Donna Summer, who earned the tag Queen of Disco for her era-defining music but who had transcended the genre over the years, has died in Naples, after a private battle with lung cancer – her family said.
Summer was 63 and had recently been in meetings at her Los Angeles home with producer Jay Landers. The pair had planned to work on an album of duets with contemporary dance acts she had influenced and, with Barry Manilow, an album of songs devoted to the Detroit music scene.
“She had the regal quality of a singer who transcends the genre they are best known for – a fancy way of saying she could really sing the phone book” – Landers, a senior vice president at Universal who has worked with Barbra Streisand, Celine Dion and Carly Simon, said in a telephone interview Thursday from Los Angeles. “We planned to invite some of the leading dance contemporary artists like Lady Gaga, Pink, Katy Perry, Madonna and others who Donna had cut a path for. I was totally floored when I read the news because she looked great and was in great spirits.”
Her family, which includes husband Bruce Sudano, their daughters Brooklyn and Amanda, and her daughter Mimi from a previous marriage, said they “are at peace celebrating her extraordinary life and her continued legacy.”
“Words truly can’t express how much we appreciate your prayers and love for our family at this sensitive time” – the family statement read.
Though Summer came to prominence just as disco was emerging from New York nightclubs in the mid-1970′s, and came to define the glittery era with a string of No. 1 hits including “MacArthur Park,” “Hot Stuff” and “Bad Girls”, she was first inspired by Janis Joplin. Her debut album in 1974, Lady of the Night, revealed her considerable rock roots. Though released only in Europe, the album paired her with a producer/songwriter with whom she’d make musical history, Giorgio Moroder.
It started with sex.
Donna Summer’s breakthrough record, 1975’s “Love to Love You Baby,” titillated and amused the world with her deep-breathing approximation of an epic orgasm, a sound that served as both the song’s musical hook and its talking point.
Yet, even on that record, Summer was far from a cheap gimmick. Her voice had a muscularity and a purity that made it the perfect vehicle for the driving disco rhythms idealized by her great producer Giorgio Moroder.
In Summer’s long string of hits, both with Moroder and without him, she established a daringly forthright sound. Her vocal style indulged no fancy runs and required no showy melismas. Instead she sang every note straight on the melody, trusting the power of her tone alone to tell the story. That tone told a tale full of confidence, awareness and, yes, sex too.
While Summer rose to power in the eroticized world of disco and dance-club culture, her voice had a gospel power and a pop clarity. In truth, she could sing anything and often did during her long career.

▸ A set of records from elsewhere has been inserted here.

#[cfg(test)]
mod tests {
    use super::*;
    use crate::test_support::fixture_dictionary;

    #[test]
    fn test_fixture_loads() {
        let dictionary = fixture_dictionary();
        assert!(dictionary.zone("main").is_some());
        assert!(dictionary.zone("zone2").is_some());
        assert!(dictionary.zone("zone9").is_none());
    }

    #[test]
    fn test_command_lookup_case_insensitive() {
        let dictionary = fixture_dictionary();
        let main = dictionary.zone("MAIN").unwrap();
        assert_eq!(main.command_by_name("System-Power").unwrap().code, "PWR");
        assert_eq!(main.command_by_name("power").unwrap().code, "PWR");
        assert_eq!(main.command_by_code("MVL").unwrap().name(), "master-volume");
    }

    #[test]
    fn test_value_lookup() {
        let dictionary = fixture_dictionary();
        let pwr = dictionary.zone("main").unwrap().command_by_code("PWR").unwrap();
        assert_eq!(pwr.value_by_name("Off").unwrap().raw, "00");
        assert_eq!(pwr.value_by_raw("01").unwrap().name(), "on");
        assert!(pwr.value_by_raw("02").is_none());
    }

    #[test]
    fn test_command_names_include_aliases() {
        let dictionary = fixture_dictionary();
        let names = dictionary.zone("main").unwrap().command_names();
        assert!(names.contains(&"system-power".to_string()));
        assert!(names.contains(&"power".to_string()));
        assert!(names.contains(&"volume".to_string()));
    }

    #[test]
    fn test_command_fields_preserved() {
        let dictionary = Dictionary::from_json_str(
            r#"{ "zones": [{ "name": "main", "commands": [{
                "code": "MVL",
                "name": ["Master-Volume", "volume"],
                "description": "Master volume",
                "values": [
                    { "value": "UP", "name": "level-up", "description": "Volume up" },
                    { "value": "DOWN", "name": ["level-down", "down"], "models": "set_rx" }
                ],
                "ranges": [
                    { "min": 0, "max": 80, "models": "set_rx" },
                    { "min": 0, "max": 100 }
                ]
            }] }] }"#,
        )
        .unwrap();

        let command = dictionary.zone("main").unwrap().command_by_code("MVL").unwrap();
        assert_eq!(command.code, "MVL");
        assert_eq!(command.names, vec!["master-volume", "volume"]);
        assert_eq!(command.description.as_deref(), Some("Master volume"));

        assert_eq!(command.values.len(), 2);
        assert_eq!(command.values[0].description.as_deref(), Some("Volume up"));
        assert_eq!(command.values[1].models.as_deref(), Some("set_rx"));
        assert_eq!(command.value_by_name("down").unwrap().raw, "DOWN");
        assert_eq!(command.value_by_raw("UP").unwrap().name(), "level-up");

        assert_eq!(command.ranges.len(), 2);
        assert_eq!(command.ranges[0].range, RangeEntry { lo: 0, hi: 80 });
        assert_eq!(command.ranges[0].models.as_deref(), Some("set_rx"));
        assert_eq!(command.ranges[1].range, RangeEntry { lo: 0, hi: 100 });
        assert!(command.ranges[1].models.is_none());
    }

    #[test]
    fn test_find_code_first_zone_wins() {
        let dictionary = Dictionary::from_json_str(
            r#"{ "zones": [
                { "name": "main", "commands": [{ "code": "TUN", "name": "tuning" }] },
                { "name": "zone2", "commands": [{ "code": "TUN", "name": "tuning-z2" }] }
            ] }"#,
        )
        .unwrap();

        let (zone, cmd) = dictionary.find_code("TUN").unwrap();
        assert_eq!(zone.name, "main");
        assert_eq!(cmd.name(), "tuning");
        assert!(dictionary.find_code("XYZ").is_none());
    }

    #[test]
    fn test_model_sets_substring_match() {
        let dictionary = fixture_dictionary();
        let sets = dictionary.model_sets_for("TX-NR609");
        assert!(sets.contains("set_rx"));
        assert!(sets.contains("set_net"));
        assert!(!sets.contains("set_hi"));
        assert!(dictionary.model_sets_for("UNKNOWN-1").is_empty());
    }

    #[test]
    fn test_rejects_duplicate_code() {
        let err = Dictionary::from_json_str(
            r#"{ "zones": [{ "name": "main", "commands": [
                { "code": "PWR", "name": "a" },
                { "code": "PWR", "name": "b" }
            ] }] }"#,
        )
        .unwrap_err();
        assert!(matches!(err, EiscpError::Dictionary { .. }));
    }

    #[test]
    fn test_rejects_bad_code() {
        let err = Dictionary::from_json_str(
            r#"{ "zones": [{ "name": "main", "commands": [{ "code": "PW", "name": "a" }] }] }"#,
        )
        .unwrap_err();
        assert!(matches!(err, EiscpError::Dictionary { .. }));
    }

    #[test]
    fn test_rejects_inverted_range() {
        let err = Dictionary::from_json_str(
            r#"{ "zones": [{ "name": "main", "commands": [
                { "code": "MVL", "name": "volume", "ranges": [{ "min": 10, "max": 0 }] }
            ] }] }"#,
        )
        .unwrap_err();
        assert!(matches!(err, EiscpError::Dictionary { .. }));
    }

    #[test]
    fn test_rejects_duplicate_zone() {
        let err = Dictionary::from_json_str(
            r#"{ "zones": [{ "name": "main" }, { "name": "Main" }] }"#,
        )
        .unwrap_err();
        assert!(matches!(err, EiscpError::Dictionary { .. }));
    }

    #[test]
    fn test_malformed_json() {
        let err = Dictionary::from_json_str("{ zones: ").unwrap_err();
        assert!(matches!(err, EiscpError::Json(_)));
    }

    #[test]
    fn test_range_contains() {
        let range = RangeEntry { lo: 0, hi: 80 };
        assert!(range.contains(0));
        assert!(range.contains(80));
        assert!(!range.contains(81));
        assert!(!range.contains(-1));
    }
}
//! TCP transport for eISCP sessions.
//!
//! This module knows about sockets and frames, not about the dictionary or
//! the session state machine:
//!
//! - [`connect`] opens the TCP stream with a timeout
//! - [`FrameWriter`] owns the write half and sends one framed message at a time
//! - [`spawn_reader`] runs a task that splits the read half into messages with
//!   [`EiscpCodec`] and forwards them, tagged with the session generation
//!
//! # Constants
//!
//! - [`DEFAULT_PORT`] - Default eISCP TCP and discovery port (60128)
//! - [`DEFAULT_CONNECT_TIMEOUT`] - Default TCP connect timeout (10 seconds)
//! - [`DEFAULT_WRITE_TIMEOUT`] - Default limit for writing one frame (5 seconds)

use std::io;
use std::time::Duration;

use bytes::BytesMut;
use tokio::io::{AsyncReadExt, AsyncWriteExt};
use tokio::net::tcp::{OwnedReadHalf, OwnedWriteHalf};
use tokio::net::TcpStream;
use tokio::sync::mpsc;
use tokio::task::JoinHandle;
use tokio_util::codec::{Decoder, Encoder};
use tracing::{debug, trace};

use crate::error::{EiscpError, Result};
use crate::packet::{Destination, EiscpCodec};

/// Default eISCP port, used for both TCP sessions and UDP discovery.
pub const DEFAULT_PORT: u16 = 60128;

/// Default timeout for a TCP connect attempt.
pub const DEFAULT_CONNECT_TIMEOUT: Duration = Duration::from_secs(10);

/// Default limit for writing one frame before the connection is given up.
pub const DEFAULT_WRITE_TIMEOUT: Duration = Duration::from_secs(5);

const READ_BUFFER_SIZE: usize = 4096;

/// Opens a TCP session to a receiver.
///
/// # Errors
///
/// Returns `EiscpError::Io` if the connect fails or does not complete within
/// `timeout` (`ErrorKind::TimedOut`).
pub(crate) async fn connect(host: &str, port: u16, timeout: Duration) -> Result<TcpStream> {
    debug!(host, port, "connecting to receiver");

    let stream = tokio::time::timeout(timeout, TcpStream::connect((host, port)))
        .await
        .map_err(|_| {
            io::Error::new(
                io::ErrorKind::TimedOut,
                format!("connect to {}:{} timed out after {:?}", host, port, timeout),
            )
        })??;

    stream.set_nodelay(true)?;
    Ok(stream)
}

/// Write side of a session. Only the session actor holds one.
pub(crate) struct FrameWriter {
    half: OwnedWriteHalf,
    codec: EiscpCodec,
    buffer: BytesMut,
}

impl FrameWriter {
    pub(crate) fn new(half: OwnedWriteHalf) -> Self {
        Self {
            half,
            codec: EiscpCodec::new(Destination::Receiver),
            buffer: BytesMut::with_capacity(64),
        }
    }

    /// Frames `payload` and writes it completely before returning.
    pub(crate) async fn send(&mut self, payload: &str) -> Result<()> {
        self.buffer.clear();
        self.codec.encode(payload, &mut self.buffer)?;
        self.half.write_all(&self.buffer).await?;
        self.half.flush().await?;
        trace!(payload, bytes = self.buffer.len(), "frame written");
        Ok(())
    }
}

impl std::fmt::Debug for FrameWriter {
    fn fmt(&self, f: &mut std::fmt::Formatter<'_>) -> std::fmt::Result {
        f.debug_struct("FrameWriter")
            .field("peer_addr", &self.half.peer_addr().ok())
            .finish()
    }
}

/// What the reader task reports to the session.
#[derive(Debug)]
pub(crate) enum Inbound {
    /// One ISCP message, terminators stripped.
    Message(String),
    /// The stream ended; `None` for an orderly close by the peer.
    Closed(Option<EiscpError>),
}

/// Spawns the task reading frames from `half`.
///
/// Every report carries `generation` so the session can drop reports from a
/// connection it has already replaced. The task ends after sending `Closed`
/// or when the receiving side goes away.
pub(crate) fn spawn_reader(
    half: OwnedReadHalf,
    generation: u64,
    tx: mpsc::UnboundedSender<(u64, Inbound)>,
) -> JoinHandle<()> {
    tokio::spawn(async move {
        let reason = read_loop(half, generation, &tx).await;
        debug!(generation, error = ?reason.as_ref().err(), "reader finished");
        let _ = tx.send((generation, Inbound::Closed(reason.err())));
    })
}

async fn read_loop(
    mut half: OwnedReadHalf,
    generation: u64,
    tx: &mpsc::UnboundedSender<(u64, Inbound)>,
) -> Result<()> {
    let mut codec = EiscpCodec::default();
    let mut buffer = BytesMut::with_capacity(READ_BUFFER_SIZE);

    loop {
        let n = half.read_buf(&mut buffer).await?;
        if n == 0 {
            return Ok(());
        }

        while let Some(message) = codec.decode(&mut buffer)? {
            if tx.send((generation, Inbound::Message(message))).is_err() {
                return Ok(());
            }
        }
    }
}
//! # eISCP Client Library
//!
//! A Rust library for discovering and controlling networked AV receivers
//! over eISCP, the Ethernet transport of the Integra Serial Control Protocol.
//!
//! The library translates human-readable commands such as `"volume=40"` or
//! `"zone2.power=on"` into ISCP messages (`MVL28`, `ZPW01`) using a command
//! dictionary, frames them for TCP, and decodes everything the receiver sends
//! back into typed events.
//!
//! ## Features
//!
//! - **Dictionary driven** — zones, commands, aliases and value tables are loaded from JSON
//! - **Model aware** — values and ranges restricted to certain models are rejected for others
//! - **Discovery** — finds receivers with a UDP broadcast
//! - **Serialized sends** — one write in flight at a time, in call order
//! - **Reconnect** — optional delayed reconnect after the connection drops
//! - **No panics** — all errors returned as `Result<T, EiscpError>`
//!
//! ## Quick Start
//!
//! ```no_run
//! use std::sync::Arc;
//! use eiscp::{Client, ConnectConfig, Dictionary, Event};
//!
//! #[tokio::main]
//! async fn main() -> eiscp::Result<()> {
//!     let dictionary = Arc::new(Dictionary::from_path("eiscp-commands.json")?);
//!     let client = Client::new(dictionary);
//!     let mut events = client.subscribe();
//!
//!     // No host: connect to the first receiver answering a broadcast.
//!     client.connect(ConnectConfig::discover()).await?;
//!
//!     while let Ok(event) = events.recv().await {
//!         match event {
//!             Event::Connected { host, .. } => {
//!                 println!("connected to {}", host);
//!                 client.command("system-power=query").await?;
//!             }
//!             Event::Command { name, argument, .. } => println!("{} = {}", name, argument),
//!             Event::Error(detail) => eprintln!("{}", detail),
//!             _ => {}
//!         }
//!     }
//!     Ok(())
//! }
//! ```
//!
//! ## Command Strings
//!
//! Commands are written `[zone.]command[=argument[,argument...]]` or with
//! dots and spaces as separators (`"zone2 volume 30"`). The zone defaults to
//! `main`. Arguments are either a named value of the command or, for commands
//! with integer ranges, a decimal number sent as upper-case hexadecimal.
//!
//! ```
//! use eiscp::{CommandResolver, Dictionary};
//!
//! let dictionary = Dictionary::from_json_str(r#"{ "zones": [{
//!     "name": "main",
//!     "commands": [{
//!         "code": "PWR",
//!         "name": ["system-power", "power"],
//!         "values": [{ "value": "01", "name": "on" }]
//!     }, {
//!         "code": "MVL",
//!         "name": "volume",
//!         "ranges": [{ "min": 0, "max": 100 }]
//!     }]
//! }] }"#)?;
//!
//! let resolver = CommandResolver::new(&dictionary, None);
//! assert_eq!(resolver.encode_command("power=on")?, "PWR01");
//! assert_eq!(resolver.encode_command("main volume 100")?, "MVL64");
//! # Ok::<(), eiscp::EiscpError>(())
//! ```
//!
//! ## Wire Format
//!
//! Every message travels in a frame with a 16 byte big-endian header:
//!
//! | Offset | Size | Content |
//! |--------|------|---------|
//! | 0 | 4 | `"ISCP"` |
//! | 4 | 4 | header length (16) |
//! | 8 | 4 | payload length |
//! | 12 | 1 | version (1) |
//! | 13 | 3 | reserved |
//! | 16 | n | `'!'`, destination, message, `"\r\n"` |
//!
//! See the [`packet`] module for the codec.
//!
//! ## Error Handling
//!
//! ```no_run
//! use eiscp::{Client, EiscpError};
//!
//! # async fn example(client: Client) {
//! match client.command("volume=120").await {
//!     Ok(sent) => println!("sent {}", sent),
//!     Err(EiscpError::ValueOutOfRange { value, command }) => {
//!         eprintln!("{} is out of range for {}", value, command);
//!     }
//!     Err(EiscpError::UnsupportedForModel { value, .. }) => {
//!         eprintln!("{} is not available on this receiver", value);
//!     }
//!     Err(EiscpError::NotConnected) => eprintln!("not connected"),
//!     Err(e) => eprintln!("error: {}", e),
//! }
//! # }
//! ```

#![warn(clippy::all)]
#![warn(missing_docs)]
#![warn(rust_2018_idioms)]

mod client;
mod command;
mod device;
mod dictionary;
mod discovery;
mod error;
mod event;
pub mod packet;
mod response;
mod transport;

#[cfg(test)]
mod test_support;

// Public re-exports
pub use client::{Client, ConnectConfig, DEFAULT_MODEL_TIMEOUT, DEFAULT_RECONNECT_SLEEP};
pub use command::{CommandResolver, ParsedCommand};
pub use device::DeviceContext;
pub use dictionary::{
    CommandSpec, Dictionary, RangeEntry, RangeSpec, ValueEntry, Zone, DEFAULT_ZONE,
};
pub use discovery::{
    discover, DiscoveredDevice, DiscoveryOptions, DiscoveryOutcome, DiscoveryReport,
    BROADCAST_ADDRESS, DEFAULT_DISCOVERY_TIMEOUT, DISCOVERY_QUERY,
};
pub use error::{EiscpError, Result};
pub use event::{ConnectionState, Event};
pub use response::{Argument, DecodedMessage, ResolvedCommand, CODE_LEN};
pub use transport::{DEFAULT_CONNECT_TIMEOUT, DEFAULT_PORT, DEFAULT_WRITE_TIMEOUT};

Her earliest exposure came in musical theater, performing in the German version of “Hair” in the late 60′s. She also performed in the Euro versions of “The Me Nobody Knows,” “Godspell” and “Showboat.” In addition, she sang with the Viennese Folk Opera in Munich.

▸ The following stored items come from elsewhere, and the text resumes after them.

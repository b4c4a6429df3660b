//! Built-in permission set.
//!
//! Applied whenever the authorization collaborator yields nothing, so a
//! fresh deployment still gets a navigable admin.

use super::{PermissionEntry, PermissionKind};

fn menu(id: &str, label: &str, icon: &str, route: &str, component: &str) -> PermissionEntry {
    PermissionEntry {
        id: id.to_string(),
        parent_id: None,
        kind: PermissionKind::Menu,
        route: route.to_string(),
        component: Some(component.to_string()),
        label: label.to_string(),
        icon: Some(icon.to_string()),
        order: Some(1),
        hidden: false,
        hide_tab: None,
        disabled: false,
        frame_src: None,
        new_feature: false,
        children: Vec::new(),
    }
}

/// Default navigation for the educational platform admin.
pub fn default_permissions() -> Vec<PermissionEntry> {
    vec![
        menu(
            "programs",
            "app.programs.title",
            "ic-management",
            "programs",
            "content/programs/index",
        ),
        menu(
            "levels",
            "app.levels.title",
            "solar:layers-minimalistic-broken",
            "levels",
            "content/levels/index",
        ),
        menu(
            "subjects",
            "app.subjects.title",
            "solar:book-2-broken",
            "subjects",
            "content/subjects/index",
        ),
        menu(
            "lessons",
            "app.lessons.title",
            "solar:video-frame-play-horizontal-broken",
            "lessons",
            "content/lessons/index",
        ),
        menu(
            "tasks",
            "app.tasks.title",
            "solar:bill-list-broken",
            "tasks",
            "content/tasks/index",
        ),
        menu(
            "subscriptions",
            "app.subscriptions.title",
            "solar:people-nearby-broken",
            "subscriptions",
            "content/subscriptions/index",
        ),
    ]
}
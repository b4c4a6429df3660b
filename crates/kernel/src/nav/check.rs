//! Configuration defect reporting.
//!
//! The compiler recovers from every defect at runtime; this walk exists
//! for operator tooling that wants defects surfaced as values instead of
//! scattered log lines.

use std::collections::HashSet;
use std::fmt;

use crate::permission::{PermissionEntry, PermissionKind};

use super::flatten::FlatIndex;
use super::views::ViewRegistry;

/// A configuration defect in a permission set.
#[derive(Debug, Clone, PartialEq, Eq)]
pub enum Defect {
    /// Two entries share an identifier; the last one wins at compile time.
    DuplicateId { id: String },
    /// `parent_id` does not resolve; the entry compiles as a root.
    DanglingParent { id: String, parent_id: String },
    /// Following the parent chain loops back; paths are truncated.
    CyclicAncestry { id: String },
    /// No view module is registered for the component path.
    UnresolvedComponent { id: String, component: String },
}

impl fmt::Display for Defect {
    fn fmt(&self, f: &mut fmt::Formatter<'_>) -> fmt::Result {
        match self {
            Defect::DuplicateId { id } => write!(f, "duplicate permission id '{id}'"),
            Defect::DanglingParent { id, parent_id } => {
                write!(f, "entry '{id}' references missing parent '{parent_id}'")
            }
            Defect::CyclicAncestry { id } => write!(f, "entry '{id}' has cyclic ancestry"),
            Defect::UnresolvedComponent { id, component } => {
                write!(f, "entry '{id}' references unregistered view '{component}'")
            }
        }
    }
}

/// Walk a permission set and report every configuration defect, in
/// document order.
pub fn check_permissions(entries: &[PermissionEntry], views: &ViewRegistry) -> Vec<Defect> {
    let mut defects = Vec::new();

    let mut all: Vec<&PermissionEntry> = Vec::new();
    let mut work: Vec<&PermissionEntry> = entries.iter().rev().collect();
    while let Some(entry) = work.pop() {
        all.push(entry);
        work.extend(entry.children.iter().rev());
    }

    let mut seen: HashSet<&str> = HashSet::new();
    let mut reported: HashSet<&str> = HashSet::new();
    for &entry in &all {
        if !seen.insert(entry.id.as_str()) && reported.insert(entry.id.as_str()) {
            defects.push(Defect::DuplicateId {
                id: entry.id.clone(),
            });
        }
    }

    let index = FlatIndex::from_entries(entries);

    for &entry in &all {
        if let Some(parent_id) = entry.parent_id.as_deref() {
            if index.get(parent_id).is_none() {
                defects.push(Defect::DanglingParent {
                    id: entry.id.clone(),
                    parent_id: parent_id.to_string(),
                });
            } else if has_cyclic_ancestry(entry, &index) {
                defects.push(Defect::CyclicAncestry {
                    id: entry.id.clone(),
                });
            }
        }

        if entry.kind == PermissionKind::Menu
            && let Some(component) = entry.component.as_deref()
            && views.resolve(component).is_none()
        {
            defects.push(Defect::UnresolvedComponent {
                id: entry.id.clone(),
                component: component.to_string(),
            });
        }
    }

    defects
}

fn has_cyclic_ancestry(entry: &PermissionEntry, index: &FlatIndex<'_>) -> bool {
    let mut visited: HashSet<&str> = HashSet::new();
    visited.insert(entry.id.as_str());

    let mut current = entry;
    while let Some(parent_id) = current.parent_id.as_deref() {
        let Some(parent) = index.get(parent_id) else {
            return false;
        };
        if !visited.insert(parent.id.as_str()) {
            return true;
        }
        current = parent;
    }
    false
}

Her fine diction and sense of musical economy made her ideal for a wide range of styles. But it was a seeming novelty record in ’75 that put her at the forefront of what then ranked as the cutting-edge world of disco.
She concocted the “Love to Love You” refrain while Moroder matched it to a throbbing, and very new, electronic sound that would ignite a revolution. By the bicentennial year of 1976, the outrageous song became a sensation in this country and in many others.
The subsequent long string of singles Summer sang had finely realized melodies on their side – from the grace of “Last Dance” to the strut of “Hot Stuff.” But they wouldn’t have had nearly their commercial potency, or emotional resonance, without her declarative style. She sang each note emphatically, luxuriating in the rhythmic sharpness of the diction and the directness of the language.
In the two-part structure of “Last Dance,” she rang every bit of urgency from the lyric, peaking into loneliness while grasping for a final chance at fleshy connection. In the smash “Enough Is Enough,” she had the force and moxie to go head-to-head with Barbra Streisand, matching her shout for shout in the single’s wildly escalating chorus.